Tencent Brings AI Capabilities to StarRocks
Tencent uses StarRocks extensively in many well-known applications, such as Tencent games, WeChat, and Tencent Video for a wide range of scenarios including ad-hoc analysis and BI dashboards.All of these use cases results in a StarRocks cluster of over twenty thousands of cores, which is a lot of cores given StarRocks runs so efficiently compared to other OLAP databases, especially for Tenchant’s PB-Scale Analytical Queries.

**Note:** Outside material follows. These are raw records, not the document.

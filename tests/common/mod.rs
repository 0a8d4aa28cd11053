#![allow(dead_code)]

use async_trait::async_trait;
use mockall::mock;
use serde_json::{json, Value};
use std::sync::Arc;

use study_buddy_api::config::Config;
use study_buddy_api::error::{InferenceError, SearchError};
use study_buddy_api::models::{SearchHits, SearchResult, SourceKind};
use study_buddy_api::services::{
    AnswerService, ContextRetriever, InferenceClient, SearchProvider,
};

mock! {
    pub Inference {}

    #[async_trait]
    impl InferenceClient for Inference {
        fn model_id(&self) -> String;
        async fn invoke(&self, prompt: &str) -> Result<Value, InferenceError>;
    }
}

mock! {
    pub Search {}

    #[async_trait]
    impl SearchProvider for Search {
        fn name(&self) -> &'static str;
        fn kind(&self) -> SourceKind;
        fn max_results(&self) -> usize;
        async fn search(&self, query: &str, max_results: usize) -> Result<SearchHits, SearchError>;
    }
}

pub const MODEL: &str = "test-model";

pub fn text_response(text: &str) -> Value {
    json!({
        "id": "msg_01",
        "type": "message",
        "role": "assistant",
        "content": [{"type": "text", "text": text}],
        "stop_reason": "end_turn"
    })
}

/// An inference mock answering every prompt with `text`.
pub fn answering(text: &'static str) -> MockInference {
    let mut inference = MockInference::new();
    inference.expect_model_id().return_const(MODEL.to_string());
    inference
        .expect_invoke()
        .returning(move |_| Ok(text_response(text)));
    inference
}

pub fn web_results(count: usize) -> Vec<SearchResult> {
    (1..=count)
        .map(|i| {
            SearchResult::web(
                format!("Web result {}", i),
                format!("https://web.example/{}", i),
                &format!("web snippet {}", i),
            )
        })
        .collect()
}

pub fn news_results(count: usize) -> Vec<SearchResult> {
    (1..=count)
        .map(|i| {
            SearchResult::news(
                format!("News result {}", i),
                format!("https://news.example/{}", i),
                &format!("news snippet {}", i),
                "Daily Example",
                "2024-05-01T10:00:00Z",
            )
        })
        .collect()
}

pub fn provider(
    name: &'static str,
    kind: SourceKind,
    max: usize,
    outcome: Result<SearchHits, &'static str>,
) -> MockSearch {
    let mut search = MockSearch::new();
    search.expect_name().return_const(name);
    search.expect_kind().return_const(kind);
    search.expect_max_results().return_const(max);
    search.expect_search().returning(move |_, _| match &outcome {
        Ok(hits) => Ok(hits.clone()),
        Err(message) => Err(SearchError::Malformed(message.to_string())),
    });
    search
}

pub fn service_with(
    config: &Config,
    providers: Vec<Arc<dyn SearchProvider>>,
    inference: MockInference,
) -> AnswerService {
    AnswerService::new(config, ContextRetriever::new(providers), Arc::new(inference))
}
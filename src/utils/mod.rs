pub mod prompts;
pub mod text;

pub use prompts::*;
pub use text::*;
use async_trait::async_trait;
use aws_credential_types::provider::ProvideCredentials;
use aws_sdk_bedrockruntime::error::DisplayErrorContext;
use aws_sdk_bedrockruntime::primitives::Blob;
use serde_json::{json, Value};
use std::sync::Arc;
use std::time::Duration;
use tracing::{info, warn};

use crate::config::{InferenceBackend, InferenceConfig};
use crate::error::InferenceError;
use crate::utils::truncate_chars;

pub const ANTHROPIC_VERSION: &str = "bedrock-2023-05-31";

const DUMP_CHARS: usize = 1200;

#[async_trait]
pub trait InferenceClient: Send + Sync {
    fn model_id(&self) -> String;

    async fn invoke(&self, prompt: &str) -> Result<Value, InferenceError>;
}

#[derive(Clone)]
pub struct BedrockClient {
    client: reqwest::Client,
    endpoint: String,
    model_id: String,
    api_key: Option<String>,
    max_tokens: u32,
    temperature: f32,
    timeout: Duration,
}

impl BedrockClient {
    pub fn new(client: reqwest::Client, config: &InferenceConfig) -> Self {
        Self {
            client,
            endpoint: config.endpoint_url(),
            model_id: config.selected_model().to_string(),
            api_key: config.api_key.clone(),
            max_tokens: config.max_tokens,
            temperature: config.temperature,
            timeout: Duration::from_secs(config.timeout_secs),
        }
    }

    pub fn invoke_url(&self) -> Result<reqwest::Url, InferenceError> {
        let mut url = reqwest::Url::parse(&self.endpoint)
            .map_err(|e| InferenceError::Endpoint(format!("{}: {}", self.endpoint, e)))?;
        {
            let mut segments = url
                .path_segments_mut()
                .map_err(|_| InferenceError::Endpoint(self.endpoint.clone()))?;
            // Model ids may be ARNs containing '/', which must stay inside one segment.
            segments
                .pop_if_empty()
                .push("model")
                .push(&self.model_id)
                .push("invoke");
        }
        Ok(url)
    }

    pub fn build_payload(&self, prompt: &str) -> Value {
        messages_body(prompt, self.max_tokens, self.temperature)
    }
}

fn messages_body(prompt: &str, max_tokens: u32, temperature: f32) -> Value {
    json!({
        "anthropic_version": ANTHROPIC_VERSION,
        "max_tokens": max_tokens,
        "temperature": temperature,
        "messages": [
            {
                "role": "user",
                "content": [{"type": "text", "text": prompt}],
            }
        ],
    })
}

/// Message reported for a non-2xx runtime response: the JSON `message` field
/// when present, else the start of the raw body.
pub fn status_message(body: &str) -> String {
    serde_json::from_str::<Value>(body)
        .ok()
        .and_then(|v| v.get("message").and_then(Value::as_str).map(str::to_string))
        .unwrap_or_else(|| truncate_chars(body, 300))
}

#[async_trait]
impl InferenceClient for BedrockClient {
    fn model_id(&self) -> String {
        self.model_id.clone()
    }

    async fn invoke(&self, prompt: &str) -> Result<Value, InferenceError> {
        let url = self.invoke_url()?;
        info!(model = %self.model_id, prompt_chars = prompt.chars().count(), "Invoking model");

        let mut request = self
            .client
            .post(url)
            .timeout(self.timeout)
            .header(reqwest::header::ACCEPT, "application/json")
            .json(&self.build_payload(prompt));
        if let Some(key) = &self.api_key {
            request = request.bearer_auth(key);
        }

        let response = request.send().await?;
        let status = response.status();
        if !status.is_success() {
            let body = response.text().await.unwrap_or_default();
            return Err(InferenceError::Status {
                status: status.as_u16(),
                message: status_message(&body),
            });
        }

        Ok(response.json::<Value>().await?)
    }
}

/// `InvokeModel` signed with the default AWS credential chain.
#[derive(Clone)]
pub struct SdkBedrockClient {
    client: aws_sdk_bedrockruntime::Client,
    model_id: String,
    max_tokens: u32,
    temperature: f32,
}

impl SdkBedrockClient {
    pub async fn from_config(config: &InferenceConfig) -> Self {
        let timeouts = aws_config::timeout::TimeoutConfig::builder()
            .operation_timeout(Duration::from_secs(config.timeout_secs))
            .build();
        let sdk_config = aws_config::defaults(aws_config::BehaviorVersion::latest())
            .region(aws_config::Region::new(config.region.clone()))
            .timeout_config(timeouts)
            .load()
            .await;

        let resolved = match sdk_config.credentials_provider() {
            Some(provider) => provider.provide_credentials().await.map_err(|e| e.to_string()),
            None => Err("no credentials provider".to_string()),
        };
        if let Err(e) = resolved {
            warn!(
                region = %config.region,
                "No AWS credentials resolved, model calls will fail until some are available: {}",
                e
            );
        }

        Self {
            client: aws_sdk_bedrockruntime::Client::new(&sdk_config),
            model_id: config.selected_model().to_string(),
            max_tokens: config.max_tokens,
            temperature: config.temperature,
        }
    }
}

#[async_trait]
impl InferenceClient for SdkBedrockClient {
    fn model_id(&self) -> String {
        self.model_id.clone()
    }

    async fn invoke(&self, prompt: &str) -> Result<Value, InferenceError> {
        info!(model = %self.model_id, prompt_chars = prompt.chars().count(), "Invoking model via SDK");

        let body = serde_json::to_vec(&messages_body(prompt, self.max_tokens, self.temperature))?;
        let output = self
            .client
            .invoke_model()
            .model_id(&self.model_id)
            .content_type("application/json")
            .accept("application/json")
            .body(Blob::new(body))
            .send()
            .await
            .map_err(|e| InferenceError::Sdk(DisplayErrorContext(&e).to_string()))?;

        Ok(serde_json::from_slice(output.body().as_ref())?)
    }
}

pub async fn connect(
    http: reqwest::Client,
    config: &InferenceConfig,
) -> Arc<dyn InferenceClient> {
    match config.backend() {
        InferenceBackend::ApiKey => {
            if config.api_key.is_none() {
                warn!(
                    endpoint = %config.endpoint_url(),
                    "No Bedrock API key set, sending unauthenticated requests to custom endpoint"
                );
            }
            Arc::new(BedrockClient::new(http, config))
        }
        InferenceBackend::CredentialChain => {
            info!(region = %config.region, "No Bedrock API key set, using the AWS credential chain");
            Arc::new(SdkBedrockClient::from_config(config).await)
        }
    }
}

/// Tries `output.content[]`, `content[]`, then `message.content[]`.
pub fn extract_text(payload: &Value) -> String {
    let candidates = [
        payload.pointer("/output/content"),
        payload.get("content"),
        payload.pointer("/message/content"),
    ];

    for blocks in candidates.into_iter().flatten() {
        if let Some(text) = first_text_block(blocks) {
            return text.to_string();
        }
    }

    truncate_chars(&payload.to_string(), DUMP_CHARS)
}

fn first_text_block(blocks: &Value) -> Option<&str> {
    blocks.as_array()?.iter().find_map(|block| {
        match block.get("type").and_then(Value::as_str) {
            Some("text") | None => block.get("text").and_then(Value::as_str),
            Some(_) => None,
        }
    })
}
use actix_web::{web, HttpResponse, Result};

use crate::models::{ErrorResponse, HealthResponse, SourceKind};
use crate::AppState;

pub async fn health_check(state: web::Data<AppState>) -> Result<HttpResponse> {
    let retriever = state.answer_service.retriever();

    Ok(HttpResponse::Ok().json(HealthResponse {
        status: "healthy".to_string(),
        version: env!("CARGO_PKG_VERSION").to_string(),
        uptime_seconds: state.start_time.elapsed().as_secs(),
        web_search: retriever.has_provider(SourceKind::Web),
        news_search: retriever.has_provider(SourceKind::News),
        model: state.answer_service.model_id(),
    }))
}

pub async fn not_found() -> Result<HttpResponse> {
    Ok(HttpResponse::NotFound().json(ErrorResponse::new(
        "Endpoint not found"
    )))
}
use actix_web::{web, HttpResponse, Result};
use serde_json::Value;

use crate::models::{ApiEvent, ErrorResponse};
use crate::AppState;

/// Returns the gateway envelope itself rather than an HTTP rendering of it.
pub async fn invoke(state: web::Data<AppState>, body: web::Bytes) -> Result<HttpResponse> {
    let event = match serde_json::from_slice::<Value>(&body) {
        Ok(value) if value.is_object() => ApiEvent::from_gateway(&value),
        Ok(_) => {
            return Ok(HttpResponse::BadRequest().json(ErrorResponse::new(
                "Event must be a JSON object",
            )))
        }
        Err(e) => {
            return Ok(HttpResponse::BadRequest().json(ErrorResponse::with_details(
                "Invalid event",
                e.to_string(),
            )))
        }
    };

    let response = state.answer_service.handle(&event).await;
    Ok(HttpResponse::Ok().json(response))
}
use thiserror::Error;

/// Problems with the inbound request. Always answered with 400.
#[derive(Debug, Error)]
pub enum RequestError {
    #[error("Invalid JSON body")]
    MalformedBody(String),

    #[error("Request body must be a JSON object")]
    NotAnObject,

    #[error("Missing 'prompt' or 'query' in request body")]
    MissingQuestion,

    #[error("Invalid request")]
    Validation(String),
}

impl RequestError {
    pub fn details(&self) -> Option<String> {
        match self {
            RequestError::MalformedBody(details) | RequestError::Validation(details) => {
                Some(details.clone())
            }
            RequestError::NotAnObject | RequestError::MissingQuestion => None,
        }
    }
}

/// Search provider failures. Logged and degraded to an empty result set.
#[derive(Debug, Error)]
pub enum SearchError {
    #[error("{0} is not configured")]
    NotConfigured(&'static str),

    #[error("network error: {0}")]
    Network(#[from] reqwest::Error),

    #[error("provider returned HTTP {status}: {message}")]
    Status { status: u16, message: String },

    #[error("malformed provider response: {0}")]
    Malformed(String),
}

/// Inference endpoint failures. Fatal to the request.
#[derive(Debug, Error)]
pub enum InferenceError {
    #[error("invalid inference endpoint: {0}")]
    Endpoint(String),

    #[error("network error: {0}")]
    Network(#[from] reqwest::Error),

    #[error("model endpoint returned HTTP {status}: {message}")]
    Status { status: u16, message: String },

    #[error("bedrock runtime error: {0}")]
    Sdk(String),

    #[error("invalid model response: {0}")]
    Decode(#[from] serde_json::Error),
}
use actix_web::{
    dev::{forward_ready, Service, ServiceRequest, ServiceResponse, Transform},
    http::header::{self, HeaderName, HeaderValue},
    Error, Result,
};
use futures_util::future::{ok, LocalBoxFuture, Ready};
use std::collections::BTreeMap;
use std::rc::Rc;
use std::sync::Arc;

use crate::config::CorsConfig;

pub const ALLOW_HEADERS: &str = "Content-Type, Authorization";
pub const ALLOW_METHODS: &str = "OPTIONS,POST,GET";

const DEV_ORIGINS: [&str; 2] = ["http://localhost", "http://127.0.0.1"];

#[derive(Debug, Clone)]
pub struct CorsPolicy {
    allowed_origins: Vec<String>,
    wildcard_suffix: String,
    fallback_origin: String,
}

impl CorsPolicy {
    pub fn new(config: &CorsConfig) -> Self {
        Self {
            allowed_origins: config.allowed_origins.clone(),
            wildcard_suffix: config.wildcard_suffix.clone(),
            fallback_origin: config.fallback_origin.clone(),
        }
    }

    /// The request origin when trusted, else the static fallback.
    pub fn allow_origin(&self, origin: Option<&str>) -> String {
        let origin = origin.map(str::trim).unwrap_or_default();
        if origin.is_empty() {
            return self.fallback_origin.clone();
        }

        if self.is_dev_origin(origin)
            || self.allowed_origins.iter().any(|allowed| allowed == origin)
            || self.matches_wildcard(origin)
        {
            origin.to_string()
        } else {
            self.fallback_origin.clone()
        }
    }

    pub fn headers(&self, origin: Option<&str>) -> BTreeMap<String, String> {
        BTreeMap::from([
            (
                "Access-Control-Allow-Origin".to_string(),
                self.allow_origin(origin),
            ),
            ("Vary".to_string(), "Origin".to_string()),
            (
                "Access-Control-Allow-Headers".to_string(),
                ALLOW_HEADERS.to_string(),
            ),
            (
                "Access-Control-Allow-Methods".to_string(),
                ALLOW_METHODS.to_string(),
            ),
        ])
    }

    fn is_dev_origin(&self, origin: &str) -> bool {
        DEV_ORIGINS.iter().any(|dev| {
            origin
                .strip_prefix(dev)
                .map(|rest| rest.is_empty() || rest.starts_with(':'))
                .unwrap_or(false)
        })
    }

    fn matches_wildcard(&self, origin: &str) -> bool {
        if self.wildcard_suffix.is_empty() {
            return false;
        }
        let host = match origin.strip_prefix("https://") {
            Some(host) => host,
            None => return false,
        };
        !host.contains('/')
            && !host.contains('@')
            && host.len() > self.wildcard_suffix.len()
            && host.ends_with(&self.wildcard_suffix)
    }
}

/// Adds CORS headers to responses that don't already carry them.
pub struct CorsMiddleware {
    policy: Arc<CorsPolicy>,
}

impl CorsMiddleware {
    pub fn new(policy: Arc<CorsPolicy>) -> Self {
        Self { policy }
    }
}

impl<S, B> Transform<S, ServiceRequest> for CorsMiddleware
where
    S: Service<ServiceRequest, Response = ServiceResponse<B>, Error = Error> + 'static,
    S::Future: 'static,
    B: 'static,
{
    type Response = ServiceResponse<B>;
    type Error = Error;
    type Transform = CorsMiddlewareService<S>;
    type InitError = ();
    type Future = Ready<Result<Self::Transform, Self::InitError>>;

    fn new_transform(&self, service: S) -> Self::Future {
        ok(CorsMiddlewareService {
            service: Rc::new(service),
            policy: self.policy.clone(),
        })
    }
}

pub struct CorsMiddlewareService<S> {
    service: Rc<S>,
    policy: Arc<CorsPolicy>,
}

impl<S, B> Service<ServiceRequest> for CorsMiddlewareService<S>
where
    S: Service<ServiceRequest, Response = ServiceResponse<B>, Error = Error> + 'static,
    S::Future: 'static,
    B: 'static,
{
    type Response = ServiceResponse<B>;
    type Error = Error;
    type Future = LocalBoxFuture<'static, Result<Self::Response, Self::Error>>;

    forward_ready!(service);

    fn call(&self, req: ServiceRequest) -> Self::Future {
        let service = self.service.clone();
        let origin = req
            .headers()
            .get(header::ORIGIN)
            .and_then(|value| value.to_str().ok())
            .map(str::to_string);
        let cors_headers = self.policy.headers(origin.as_deref());

        Box::pin(async move {
            let mut res = service.call(req).await?;

            let headers = res.headers_mut();
            if !headers.contains_key(header::ACCESS_CONTROL_ALLOW_ORIGIN) {
                for (name, value) in cors_headers {
                    if let (Ok(name), Ok(value)) = (
                        HeaderName::from_bytes(name.as_bytes()),
                        HeaderValue::from_str(&value),
                    ) {
                        headers.insert(name, value);
                    }
                }
            }

            Ok(res)
        })
    }
}
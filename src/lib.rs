pub mod config;
pub mod error;
pub mod handlers;
pub mod middleware;
pub mod models;
pub mod routes;
pub mod services;
pub mod utils;

use std::time::Instant;

use config::Config;
use services::AnswerService;

#[derive(Clone)]
pub struct AppState {
    pub answer_service: AnswerService,
    pub config: Config,
    pub start_time: Instant,
}

impl AppState {
    pub fn new(config: Config, answer_service: AnswerService) -> Self {
        Self {
            answer_service,
            config,
            start_time: Instant::now(),
        }
    }
}
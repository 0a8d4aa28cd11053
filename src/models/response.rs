use chrono::{DateTime, Utc};
use serde::{Deserialize, Serialize};
use std::collections::BTreeMap;
use uuid::Uuid;

use crate::models::SearchResult;

/// The `{statusCode, headers, body}` envelope a gateway expects back.
#[derive(Debug, Clone, PartialEq, Serialize, Deserialize)]
pub struct ApiResponse {
    #[serde(rename = "statusCode")]
    pub status_code: u16,
    pub headers: BTreeMap<String, String>,
    pub body: String,
}

impl ApiResponse {
    pub fn empty(status_code: u16, headers: BTreeMap<String, String>) -> Self {
        Self {
            status_code,
            headers,
            body: String::new(),
        }
    }

    pub fn json<T: Serialize>(
        status_code: u16,
        mut headers: BTreeMap<String, String>,
        payload: &T,
    ) -> Self {
        headers.insert("Content-Type".to_string(), "application/json".to_string());
        let body = serde_json::to_string(payload).unwrap_or_else(|e| {
            tracing::error!("Failed to serialize response body: {}", e);
            r#"{"error":"Failed to serialize response"}"#.to_string()
        });
        Self {
            status_code,
            headers,
            body,
        }
    }

    pub fn header(&self, name: &str) -> Option<&str> {
        self.headers
            .iter()
            .find(|(key, _)| key.eq_ignore_ascii_case(name))
            .map(|(_, value)| value.as_str())
    }
}

#[derive(Debug, Clone, Serialize, Deserialize)]
pub struct AnswerBody {
    pub answer: String,
    pub sources: Vec<SearchResult>,
    pub trace: Trace,
    pub metadata: AnswerMetadata,
}

#[derive(Debug, Clone, Serialize, Deserialize)]
pub struct Trace {
    pub kb_used: bool,
    pub web_used: bool,
}

#[derive(Debug, Clone, Serialize, Deserialize)]
pub struct AnswerMetadata {
    pub request_id: Uuid,
    pub model: String,
    pub web_results: usize,
    pub news_results: usize,
    pub duration_ms: u64,
    pub generated_at: DateTime<Utc>,
}

#[derive(Debug, Clone, Serialize, Deserialize)]
pub struct ErrorResponse {
    pub error: String,
    #[serde(skip_serializing_if = "Option::is_none")]
    pub details: Option<String>,
}

impl ErrorResponse {
    pub fn new(error: impl Into<String>) -> Self {
        Self {
            error: error.into(),
            details: None,
        }
    }

    pub fn with_details(error: impl Into<String>, details: impl Into<String>) -> Self {
        Self {
            error: error.into(),
            details: Some(details.into()),
        }
    }
}

#[derive(Debug, Clone, Serialize, Deserialize)]
pub struct HealthResponse {
    pub status: String,
    pub version: String,
    pub uptime_seconds: u64,
    pub web_search: bool,
    pub news_search: bool,
    pub model: String,
}
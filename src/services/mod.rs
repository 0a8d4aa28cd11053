pub mod answer_service;
pub mod inference;
pub mod query;
pub mod search;

pub use answer_service::*;
pub use inference::*;
pub use query::*;
pub use search::{ContextRetriever, NewsApiSearch, RetrievedContext, SearchProvider, TavilySearch};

Before we dig into features and implementations, let’s take a look at an actual business scenario at Tencent that utilizes vector similarity search:
Many folks have used text2image models before. These models use some text as inputs and in turn generate relevant images. Tencent also offers these services. Training a text-to-image model requires a large amount of images. To support this, Tencent has built a content library that houses billions of images. Model trainers retrieve images from this library for training or fine-tuning purposes. The raw images are stored in the cloud, and each image is associated with some kind of metadata, such as the image URL, image size, image quality, and so on. Furthermore, each image contains two feature vectors: one is the image feature vector and the other is the feature vector about the text descriptions.
There are two primary requirements to query the metadata and feature vectors:
- The first is BI Dashboards: These dashboards are needed to display trends in the number of images, statistics on image sizes, and other information to help manage images.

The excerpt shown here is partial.